- Por el Hno. Mariosvaldo Florentino
- Capuchino
“Jesús les dijo: ‘Les aseguro que esta viuda pobre ha dado mucho más que todos ellos. Pues todos han echado dinero que les sobraba; ella, en cambio, ha dado lo que había reunido con sus privaciones, eso mismo que necesitaba para vivir’”, Mc 12, 43-44.
De nuevo nos encontramos con un texto que nos habla sobre la diferencia entre la lógica del Reino de Dios y aquélla del mundo. Unas moneditas, para Jesús, valen mucho más que grandes sumas en dinero o en joyas.
¿Será que Jesús no sabía calcular? ¿Será que él no entendía que con algunos millones se podría dar de comer a mucha gente, y al contrario que con algunas moneditas tal vez no se pueda satisfacer ni mismo a una persona? ¿Cómo es posible pensar que donar un ladrillo pueda ser más valioso que donar una casa, un hospital, un orfanato? Sin embargo, es así: para Jesús, aquella pobre viuda dando sus moneditas, donó mucho más que aquellos ricachones que dieron algunos millones. ¿Por qué?
Creo que podemos intuir que para Dios no son importantes los números absolutos, pero sí los relativos, esto es, aquellos que están relacionados con nuestro ser personal.
Aquí encontramos una de las verdades más bonitas del evangelio: Dios no se deja impresionar con los números, sino que guarda el corazón. No es porque los ricos pueden hacer muchas más obras de caridad que están en ventaja delante de Dios. Por ejemplo, cuando una persona hace una gran donación, una gran obra de caridad, pero delante de sus bienes lo que dio no significa nada, esto es, que no tuvo que cambiar nada en su vida, o que al final del mes ni sintió falta (y que a veces hasta consigue descuentos en el impuesto de renta), esa persona delante de Dios, tiene menos méritos que una familia sencilla, que se priva de algo para poder servir a alguien necesitado, o que recibe un niñito en casa para que pueda estudiar, y entonces porque son pobres tienen que trabajar un poco más, dividir mejor la comida y hasta privarse de algunas comodidades.
Madre Teresa de Calcuta sintetizó muy bien este parámetro evangélico en la siguiente frase: “Amar es dar hasta que duela.” Esto significa que la caridad, el amor, tienen valor cuando es verdaderamente sentido por quien lo practica, cuando no es solo un gesto superficial de dar lo que sobra. Una autentica caridad tiene que dejar marcas, tiene que ser sentida, tiene que ser exigente, sea para el rico, sea para el pobre. Entonces ¿Cuándo un rico puede hacer una caridad significativa delante de Dios?: cuando él dona algo que signifique una real renuncia, cuando por ejemplo él hace un ayuno y dona el equivalente de su banquete, cuando renuncia a un viaje de vacaciones y dona su valor. Esto es, cuando lo que él dona manifiesta una efectiva renuncia en su vida, y no es solo algo que le sobra.

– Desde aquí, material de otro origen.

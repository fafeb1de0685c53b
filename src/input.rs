//! Keyboard input handling and event processing.

use crate::app::{App, UiMode};
use crate::config::KeyConfig;
use crossterm::event::{self, Event, KeyCode, KeyEvent, KeyEventKind, KeyModifiers};
use std::io;
use std::time::Duration;

/// What a key press asks for.
#[derive(Debug, Clone, Copy, PartialEq, Eq)]
pub enum Action {
    PlayPause,
    Next,
    Previous,
    SeekForward,
    SeekBack,
    Shuffle,
    Repeat,
    CursorUp,
    CursorDown,
    PlaySelected,
    RemoveSelected,
    Help,
    Quit,
}

/// Handles a single input event.
pub fn handle_input(app: &mut App) -> io::Result<()> {
    // Poll for events with short timeout
    if event::poll(Duration::from_millis(100))? {
        if let Event::Key(key) = event::read()? {
            if key.kind == KeyEventKind::Press {
                handle_key_event(app, key);
            }
        }
    }
    Ok(())
}

fn handle_key_event(app: &mut App, key: KeyEvent) {
    if app.ui_mode() == UiMode::Help {
        // Any key closes help
        app.set_ui_mode(UiMode::Normal);
        return;
    }

    let Some(name) = key_name(&key) else {
        return;
    };
    if name == "Ctrl+c" {
        app.quit();
        return;
    }

    let action = action_for(&app.config().keys, &name);
    match action {
        Some(Action::PlayPause) => app.toggle_play_pause(),
        Some(Action::Next) => app.next_track(),
        Some(Action::Previous) => app.previous_track(),
        Some(Action::SeekForward) => app.seek_forward(),
        Some(Action::SeekBack) => app.seek_backward(),
        Some(Action::Shuffle) => app.toggle_shuffle(),
        Some(Action::Repeat) => app.cycle_repeat(),
        Some(Action::CursorUp) => app.cursor_up(),
        Some(Action::CursorDown) => app.cursor_down(),
        Some(Action::PlaySelected) => app.play_selected(),
        Some(Action::RemoveSelected) => app.remove_selected(),
        Some(Action::Help) => app.set_ui_mode(UiMode::Help),
        Some(Action::Quit) => app.quit(),
        None => {}
    }
}

/// Looks up the action bound to `key`.
pub fn action_for(keys: &KeyConfig, key: &str) -> Option<Action> {
    let bindings = [
        (&keys.play_pause, Action::PlayPause),
        (&keys.next, Action::Next),
        (&keys.prev, Action::Previous),
        (&keys.seek_forward, Action::SeekForward),
        (&keys.seek_back, Action::SeekBack),
        (&keys.shuffle, Action::Shuffle),
        (&keys.repeat, Action::Repeat),
        (&keys.cursor_up, Action::CursorUp),
        (&keys.cursor_down, Action::CursorDown),
        (&keys.play_selected, Action::PlaySelected),
        (&keys.remove_selected, Action::RemoveSelected),
        (&keys.help, Action::Help),
        (&keys.quit, Action::Quit),
    ];

    bindings
        .into_iter()
        .find(|(binding, _)| binding.contains(key))
        .map(|(_, action)| action)
}

/// Names a key event the way bindings are written in the config file,
/// e.g. `Space`, `n`, `S`, `Shift+Right`, `Ctrl+c`.
pub fn key_name(key: &KeyEvent) -> Option<String> {
    let base = match key.code {
        KeyCode::Char(' ') => "Space".to_string(),
        KeyCode::Char(c) => c.to_string(),
        KeyCode::Enter => "Enter".to_string(),
        KeyCode::Esc => "Esc".to_string(),
        KeyCode::Left => "Left".to_string(),
        KeyCode::Right => "Right".to_string(),
        KeyCode::Up => "Up".to_string(),
        KeyCode::Down => "Down".to_string(),
        KeyCode::Home => "Home".to_string(),
        KeyCode::End => "End".to_string(),
        KeyCode::PageUp => "PageUp".to_string(),
        KeyCode::PageDown => "PageDown".to_string(),
        KeyCode::Tab => "Tab".to_string(),
        KeyCode::Backspace => "Backspace".to_string(),
        KeyCode::Delete => "Delete".to_string(),
        KeyCode::F(n) => format!("F{n}"),
        _ => return None,
    };

    let mut name = String::new();
    if key.modifiers.contains(KeyModifiers::CONTROL) {
        name.push_str("Ctrl+");
    }
    if key.modifiers.contains(KeyModifiers::ALT) {
        name.push_str("Alt+");
    }
    // Characters already carry their case.
    if key.modifiers.contains(KeyModifiers::SHIFT) && !matches!(key.code, KeyCode::Char(_)) {
        name.push_str("Shift+");
    }
    name.push_str(&base);
    Some(name)
}
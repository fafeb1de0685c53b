//! Audio playback engine.

use rodio::{Decoder, OutputStream, OutputStreamHandle, Sink, Source};
use std::fs::File;
use std::io::BufReader;
use std::path::{Path, PathBuf};
use std::time::{Duration, Instant};
use thiserror::Error;

/// Current playback state.
#[derive(Debug, Clone, Copy, PartialEq, Eq)]
pub enum PlaybackState {
    Playing,
    Paused,
    Stopped,
}

/// Errors that can occur during player operations.
#[derive(Debug, Error)]
pub enum PlayerError {
    #[error("audio output unavailable: {0}")]
    Output(String),

    #[error("failed to open {path}: {source}")]
    File {
        path: PathBuf,
        #[source]
        source: std::io::Error,
    },

    #[error("failed to decode {path}: {source}")]
    Decode {
        path: PathBuf,
        #[source]
        source: rodio::decoder::DecoderError,
    },
}

type DecodedFile = Decoder<BufReader<File>>;

/// Plays one track at a time.
pub struct Player {
    _stream: OutputStream,
    stream_handle: OutputStreamHandle,
    sink: Option<Sink>,
    state: PlaybackState,
    current_path: Option<PathBuf>,
    current_duration: Option<Duration>,
    // rodio reports no position, so elapsed time is tracked here
    playback_start: Option<Instant>,
    elapsed_before_pause: Duration,
    volume: f32,
}

impl Player {
    /// Creates a new player on the default output device.
    pub fn new() -> Result<Self, PlayerError> {
        let (stream, stream_handle) =
            OutputStream::try_default().map_err(|e| PlayerError::Output(e.to_string()))?;

        Ok(Self {
            _stream: stream,
            stream_handle,
            sink: None,
            state: PlaybackState::Stopped,
            current_path: None,
            current_duration: None,
            playback_start: None,
            elapsed_before_pause: Duration::ZERO,
            volume: 1.0,
        })
    }

    /// Loads a track, paused at its start.
    ///
    /// `known` is the length read from the file's metadata. It is used when
    /// the decoder cannot tell, which is the case for MP3 and Vorbis.
    pub fn load_track(&mut self, path: &Path, known: Option<Duration>) -> Result<(), PlayerError> {
        let source = decode(path)?;
        let duration = source.total_duration().or(known);

        let sink = self.new_sink()?;
        sink.append(source);
        sink.pause();

        self.sink = Some(sink);
        self.current_path = Some(path.to_path_buf());
        self.current_duration = duration;
        self.state = PlaybackState::Paused;
        self.playback_start = None;
        self.elapsed_before_pause = Duration::ZERO;

        log::info!("Loaded {}", path.display());
        Ok(())
    }

    /// Toggles between play and pause.
    pub fn toggle_play_pause(&mut self) {
        match self.state {
            PlaybackState::Playing => self.pause(),
            PlaybackState::Paused | PlaybackState::Stopped => self.play(),
        }
    }

    /// Starts or resumes playback.
    pub fn play(&mut self) {
        if let Some(sink) = &self.sink {
            if sink.is_paused() {
                sink.play();
                self.state = PlaybackState::Playing;
                self.playback_start = Some(Instant::now());
            }
        }
    }

    /// Pauses playback.
    pub fn pause(&mut self) {
        if let Some(sink) = &self.sink {
            if !sink.is_paused() {
                sink.pause();
                self.state = PlaybackState::Paused;

                if let Some(start) = self.playback_start.take() {
                    self.elapsed_before_pause += start.elapsed();
                }
            }
        }
    }

    /// Stops playback and unloads the track.
    pub fn stop(&mut self) {
        self.sink = None;
        self.state = PlaybackState::Stopped;
        self.current_path = None;
        self.current_duration = None;
        self.playback_start = None;
        self.elapsed_before_pause = Duration::ZERO;
    }

    /// Seeks forward by `step`. Seeking past the end is ignored.
    pub fn seek_forward(&mut self, step: Duration) -> Result<(), PlayerError> {
        match forward_target(self.current_position(), step, self.current_duration) {
            Some(target) => self.seek_to(target),
            None => Ok(()),
        }
    }

    /// Seeks backward by `step`, stopping at the start.
    pub fn seek_backward(&mut self, step: Duration) -> Result<(), PlayerError> {
        let target = self.current_position().saturating_sub(step);
        self.seek_to(target)
    }

    /// Re-decodes the current file and skips to `position`; the sink cannot
    /// seek by itself.
    fn seek_to(&mut self, position: Duration) -> Result<(), PlayerError> {
        let Some(path) = self.current_path.clone() else {
            return Ok(());
        };
        let was_playing = self.state == PlaybackState::Playing;

        let sink = self.new_sink()?;
        sink.append(decode(&path)?.skip_duration(position));
        if !was_playing {
            sink.pause();
        }

        self.sink = Some(sink);
        self.elapsed_before_pause = position;
        self.playback_start = was_playing.then(Instant::now);
        log::debug!("Seeked to {:?} in {}", position, path.display());
        Ok(())
    }

    fn new_sink(&self) -> Result<Sink, PlayerError> {
        let sink =
            Sink::try_new(&self.stream_handle).map_err(|e| PlayerError::Output(e.to_string()))?;
        sink.set_volume(self.volume);
        Ok(sink)
    }

    /// Returns the current playback position.
    pub fn current_position(&self) -> Duration {
        match self.playback_start {
            Some(start) => self.elapsed_before_pause + start.elapsed(),
            None => self.elapsed_before_pause,
        }
    }

    /// Returns the total duration of the current track, if known.
    pub fn duration(&self) -> Option<Duration> {
        self.current_duration
    }

    /// Takes a duration probed after loading, if it belongs to the loaded
    /// track and the decoder did not report one.
    pub fn learn_duration(&mut self, path: &Path, duration: Duration) {
        if self.current_path.as_deref() == Some(path) && self.current_duration.is_none() {
            self.current_duration = Some(duration);
        }
    }

    pub fn state(&self) -> PlaybackState {
        self.state
    }

    /// Returns whether a track is currently loaded.
    pub fn has_track(&self) -> bool {
        self.sink.is_some()
    }

    /// Whether the loaded track has played to its end.
    pub fn is_finished(&self) -> bool {
        self.sink.as_ref().is_none_or(|sink| sink.empty())
    }

    /// Sets the playback volume (0.0 to 1.0); it carries over to later tracks.
    pub fn set_volume(&mut self, volume: f32) {
        self.volume = volume.clamp(0.0, 1.0);
        if let Some(sink) = &self.sink {
            sink.set_volume(self.volume);
        }
    }

    pub fn volume(&self) -> f32 {
        self.volume
    }
}

/// Where a forward seek lands, or `None` when it would pass the end.
/// With an unknown duration the seek goes ahead and a target past the end
/// just finishes the track.
fn forward_target(
    position: Duration,
    step: Duration,
    duration: Option<Duration>,
) -> Option<Duration> {
    let target = position + step;
    match duration {
        Some(duration) if target >= duration => None,
        _ => Some(target),
    }
}

fn decode(path: &Path) -> Result<DecodedFile, PlayerError> {
    let file = File::open(path).map_err(|source| PlayerError::File {
        path: path.to_path_buf(),
        source,
    })?;

    Decoder::new(BufReader::new(file)).map_err(|source| PlayerError::Decode {
        path: path.to_path_buf(),
        source,
    })
}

Esto viene a desnudar una frase tan común que escuchamos: “¡me gustaría tener mucho más para poder dar más!”. Esta frase solo tiene sentido delante de la lógica del mundo, pues para Dios es una pavada. Para él, el pobre puede hacer tanta caridad cuanto el rico, ya que no es importante cuanto se dona, sino lo que significa para la persona que lo ha dado. Quien no es capaz de dar de lo poco que posee, como un gesto de real desprendimiento, aunque tenga mucho más, igual no será capaz de hacerlo. El pobre que no sabe ser generoso en su pobreza, es inútil decir que “¡me gustaría tener mucho más para poder dar más!”, pues cuando tenga mucho tampoco será generoso.
Es verdad, que a veces en la Iglesia, nosotros los sacerdotes, tan preocupados con el bien que debemos hacer hacia los demás o con la eficiencia de nuestro apostolado, nos quedamos muy contentos y agradecemos mucho, cuando nos llega una grande donación hecha por un millonario, y nos olvidamos de dar valor a la pequeñita oferta de un pobre. Sin embargo, Dios que no se deja ilusionar con las grandes cifras, sino que está atento a la medida del corazón, no deja pasar desapercibido ni el menor gesto de verdadera caridad. Él no hace comparaciones entre los que aportan, pero se interesa particularmente por cada uno.
Señor Jesús, danos la gracia de ver como tú, que reconociste en la humilde donación de aquella pobre viuda, la mejor donación que recibió el templo en aquel día. Danos también un corazón verdaderamente generoso, que sea capaz de no acomodarse y medirse por los demás, sino que pueda dar todo lo que esté de acuerdo con nuestras posibilidades.
El Señor te bendiga y te guarde,
El Señor te haga brillar su rostro y tenga misericordia de ti.
El Señor vuelva su mirada cariñosa y te dé la paz.